Le chef de Wagner Evguéni Prigojine a finalement renoncé à sa rébellion contre le commandement de l’armée russe à la faveur d’un accord négocié samedi par la Biélorussie. Si la « menace de guerre civile » évoquée par Vladimir Poutine semble écartée, cette affaire porte néanmoins un sérieux coup à l’image du maître du Kremlin, révélant des failles dans l’appareil d’État, en pleine contre-offensive ukrainienne.
La confrontation armée à Moscou n’aura pas lieu. Lancées par leur chef Evguéni Prigojine dans une guerre contre l’establishment militaire russe, les forces de Wagner ont finalement fait demi-tour, samedi 24 juin, pour éviter un affrontement sanglant avec les forces de sécurité.
Si Vladimir Poutine est parvenu à éviter le pire, cet épisode a exposé au grand jour les divisions au sein de l’appareil militaire russe et bousculé la posture du président, forcé de reconnaître la gravité de la menace intérieure.
Loukachenko en négociateur pour sauver la face
Après une journée d’intenses spéculations sur l’avancée des forces de Wagner en direction de la capitale, Evguéni Prigojine a lui-même annoncé en début de soirée avoir ordonné à ses troupes de retourner à leurs bases. Une spectaculaire volte-face obtenue, selon les dires de l’intéressé, par Alexandre Loukachenko, dirigeant de la Biélorussie et proche allié de Poutine.
Ce dernier a revendiqué avoir négocié « l’arrêt des mouvements » des troupes de Wagner et une « désescalade des tensions », selon le canal Telegram officieux de la présidence biélorusse. Une version également soutenue par le Kremlin, qui a affirmé que le président russe avait « remercié » son allié.
« Vladimir Poutine ne parle jamais à ses opposants, ce serait leur donner trop de valeur. Il ne négocie pas avec les terroristes, ce serait se montrer faible », rappelle Paul Gogo, journaliste français basé à Moscou, qui souligne l’importance pour Moscou de recourir – au moins en apparence – à un intermédiaire.
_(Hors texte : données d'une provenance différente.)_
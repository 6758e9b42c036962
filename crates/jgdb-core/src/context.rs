//! Context cache: the inferior → thread → frame tree.
//!
//! Built incrementally from discovery packets while execution is paused.
//! Inserts are idempotent and orphan-protected; the whole tree is cleared
//! when execution resumes and on session teardown, so readers must
//! tolerate finding it empty.

use std::collections::HashMap;

/// One stack frame of a paused thread.
#[derive(Debug, Clone, PartialEq, Eq)]
pub struct FrameContext {
    /// Frame level; 0 is the newest frame.
    pub level: u32,
    pub function_name: String,
}

/// One thread of an inferior, with its discovered frames keyed by level.
#[derive(Debug, Clone, PartialEq, Eq)]
pub struct ThreadContext {
    pub global_id: u32,
    pub name: String,
    frames: HashMap<u32, FrameContext>,
}

impl ThreadContext {
    /// Discovered frames ordered by level, newest first.
    pub fn frames_by_level(&self) -> Vec<&FrameContext> {
        let mut frames: Vec<&FrameContext> = self.frames.values().collect();
        frames.sort_by_key(|f| f.level);
        frames
    }

    /// How many frames have been discovered for this thread.
    pub fn frame_count(&self) -> usize {
        self.frames.len()
    }
}

/// One inferior (debugged process), with its discovered threads.
#[derive(Debug, Clone, PartialEq, Eq)]
pub struct InferiorContext {
    pub id: u32,
    pub name: String,
    threads: HashMap<u32, ThreadContext>,
}

impl InferiorContext {
    /// Look up a thread by global ID.
    pub fn thread(&self, global_id: u32) -> Option<&ThreadContext> {
        self.threads.get(&global_id)
    }

    /// Iterate over discovered threads (unordered).
    pub fn threads(&self) -> impl Iterator<Item = &ThreadContext> {
        self.threads.values()
    }

    /// How many threads have been discovered for this inferior.
    pub fn thread_count(&self) -> usize {
        self.threads.len()
    }
}

/// The paused-state context tree.
#[derive(Debug, Clone, Default, PartialEq, Eq)]
pub struct ContextCache {
    inferiors: HashMap<u32, InferiorContext>,
}

impl ContextCache {
    /// Create an empty cache.
    pub fn new() -> Self {
        Self::default()
    }

    /// Record an inferior's existence.
    ///
    /// Returns `true` when the entry was inserted; a duplicate ID is a
    /// no-op returning `false`.
    pub fn add_inferior(&mut self, id: u32, name: impl Into<String>) -> bool {
        if self.inferiors.contains_key(&id) {
            return false;
        }
        self.inferiors.insert(
            id,
            InferiorContext {
                id,
                name: name.into(),
                threads: HashMap::new(),
            },
        );
        true
    }

    /// Record a thread's existence within an inferior.
    ///
    /// A duplicate thread is a no-op; a thread whose inferior is unknown
    /// is silently dropped. Returns `true` only on insertion.
    pub fn add_thread(&mut self, inferior_id: u32, global_id: u32, name: impl Into<String>) -> bool {
        let Some(inferior) = self.inferiors.get_mut(&inferior_id) else {
            return false;
        };
        if inferior.threads.contains_key(&global_id) {
            return false;
        }
        inferior.threads.insert(
            global_id,
            ThreadContext {
                global_id,
                name: name.into(),
                frames: HashMap::new(),
            },
        );
        true
    }

    /// Record a frame's existence within a thread.
    ///
    /// A duplicate level is a no-op; a frame whose inferior or thread is
    /// unknown is silently dropped. Returns `true` only on insertion.
    pub fn add_frame(
        &mut self,
        inferior_id: u32,
        global_thread_id: u32,
        level: u32,
        function_name: impl Into<String>,
    ) -> bool {
        let Some(thread) = self
            .inferiors
            .get_mut(&inferior_id)
            .and_then(|i| i.threads.get_mut(&global_thread_id))
        else {
            return false;
        };
        if thread.frames.contains_key(&level) {
            return false;
        }
        thread.frames.insert(
            level,
            FrameContext {
                level,
                function_name: function_name.into(),
            },
        );
        true
    }

    /// Look up an inferior by ID.
    pub fn inferior(&self, id: u32) -> Option<&InferiorContext> {
        self.inferiors.get(&id)
    }

    /// Iterate over discovered inferiors (unordered).
    pub fn inferiors(&self) -> impl Iterator<Item = &InferiorContext> {
        self.inferiors.values()
    }

    /// How many inferiors have been discovered.
    pub fn inferior_count(&self) -> usize {
        self.inferiors.len()
    }

    /// Whether nothing has been discovered.
    pub fn is_empty(&self) -> bool {
        self.inferiors.is_empty()
    }

    /// Forget the whole tree. Entries describe a paused state only.
    pub fn clear(&mut self) {
        self.inferiors.clear();
    }
}

#[cfg(test)]
mod tests {
    use super::*;

    #[test]
    fn cache_new_empty() {
        let cache = ContextCache::new();
        assert!(cache.is_empty());
        assert_eq!(cache.inferior_count(), 0);
    }

    #[test]
    fn add_inferior_then_thread_then_frame() {
        let mut cache = ContextCache::new();
        assert!(cache.add_inferior(1, "a.out"));
        assert!(cache.add_thread(1, 7, "worker"));
        assert!(cache.add_frame(1, 7, 0, "main"));

        let inferior = cache.inferior(1).unwrap();
        assert_eq!(inferior.name, "a.out");
        let thread = inferior.thread(7).unwrap();
        assert_eq!(thread.name, "worker");
        assert_eq!(thread.frames_by_level()[0].function_name, "main");
    }

    #[test]
    fn duplicate_inferior_is_noop() {
        let mut cache = ContextCache::new();
        assert!(cache.add_inferior(1, "p1"));
        assert!(!cache.add_inferior(1, "p1"));
        assert_eq!(cache.inferior_count(), 1);
    }

    #[test]
    fn duplicate_thread_and_frame_are_noops() {
        let mut cache = ContextCache::new();
        cache.add_inferior(1, "p1");
        assert!(cache.add_thread(1, 2, "t"));
        assert!(!cache.add_thread(1, 2, "t"));
        assert!(cache.add_frame(1, 2, 0, "f"));
        assert!(!cache.add_frame(1, 2, 0, "f"));

        let thread = cache.inferior(1).unwrap().thread(2).unwrap();
        assert_eq!(thread.frame_count(), 1);
    }

    #[test]
    fn orphan_thread_is_dropped() {
        let mut cache = ContextCache::new();
        assert!(!cache.add_thread(99, 1, "orphan"));
        assert!(cache.is_empty());
    }

    #[test]
    fn orphan_frame_is_dropped() {
        let mut cache = ContextCache::new();
        cache.add_inferior(1, "p1");
        // Thread 5 was never discovered.
        assert!(!cache.add_frame(1, 5, 0, "f"));
        assert_eq!(cache.inferior(1).unwrap().thread_count(), 0);
    }

    #[test]
    fn frames_sorted_by_level() {
        let mut cache = ContextCache::new();
        cache.add_inferior(1, "p");
        cache.add_thread(1, 1, "t");
        cache.add_frame(1, 1, 2, "main");
        cache.add_frame(1, 1, 0, "inner");
        cache.add_frame(1, 1, 1, "outer");

        let thread = cache.inferior(1).unwrap().thread(1).unwrap();
        let names: Vec<&str> = thread
            .frames_by_level()
            .iter()
            .map(|f| f.function_name.as_str())
            .collect();
        assert_eq!(names, ["inner", "outer", "main"]);
    }

    #[test]
    fn clear_empties_everything() {
        let mut cache = ContextCache::new();
        cache.add_inferior(1, "p");
        cache.add_thread(1, 1, "t");
        cache.add_frame(1, 1, 0, "f");

        cache.clear();
        assert!(cache.is_empty());
        assert!(cache.inferior(1).is_none());
    }

    #[test]
    fn multiple_inferiors_tracked_independently() {
        let mut cache = ContextCache::new();
        cache.add_inferior(1, "one");
        cache.add_inferior(2, "two");
        cache.add_thread(1, 10, "t10");
        cache.add_thread(2, 20, "t20");

        assert_eq!(cache.inferior_count(), 2);
        assert_eq!(cache.inferior(1).unwrap().thread_count(), 1);
        assert_eq!(cache.inferior(2).unwrap().thread_count(), 1);
        assert!(cache.inferior(1).unwrap().thread(20).is_none());
    }
}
Reste que les concessions faites au dirigeant de Wagner et à ses hommes ont bien été approuvées par l’État russe. Alors que Vladimir Poutine avait déclaré sans détour le matin même que les auteurs de la « mutinerie » seraient sévèrement punis, la Russie a finalement annoncé l’abandon des poursuites contre les forces de Wagner et leur chef. « L’affaire pénale sera abandonnée contre lui. Lui-même ira en Biélorussie », a ainsi dit à la presse le porte-parole du Kremlin, Dmitri Peskov.
Victoire de « façade »
Bien qu’ayant forcé le maître du Kremlin à des concessions, la négociation avec Evguéni Prigojine a permis à Vladimir Poutine d’éviter le pire – la « menace de guerre civile » qu’il avait évoquée lors de son discours samedi matin.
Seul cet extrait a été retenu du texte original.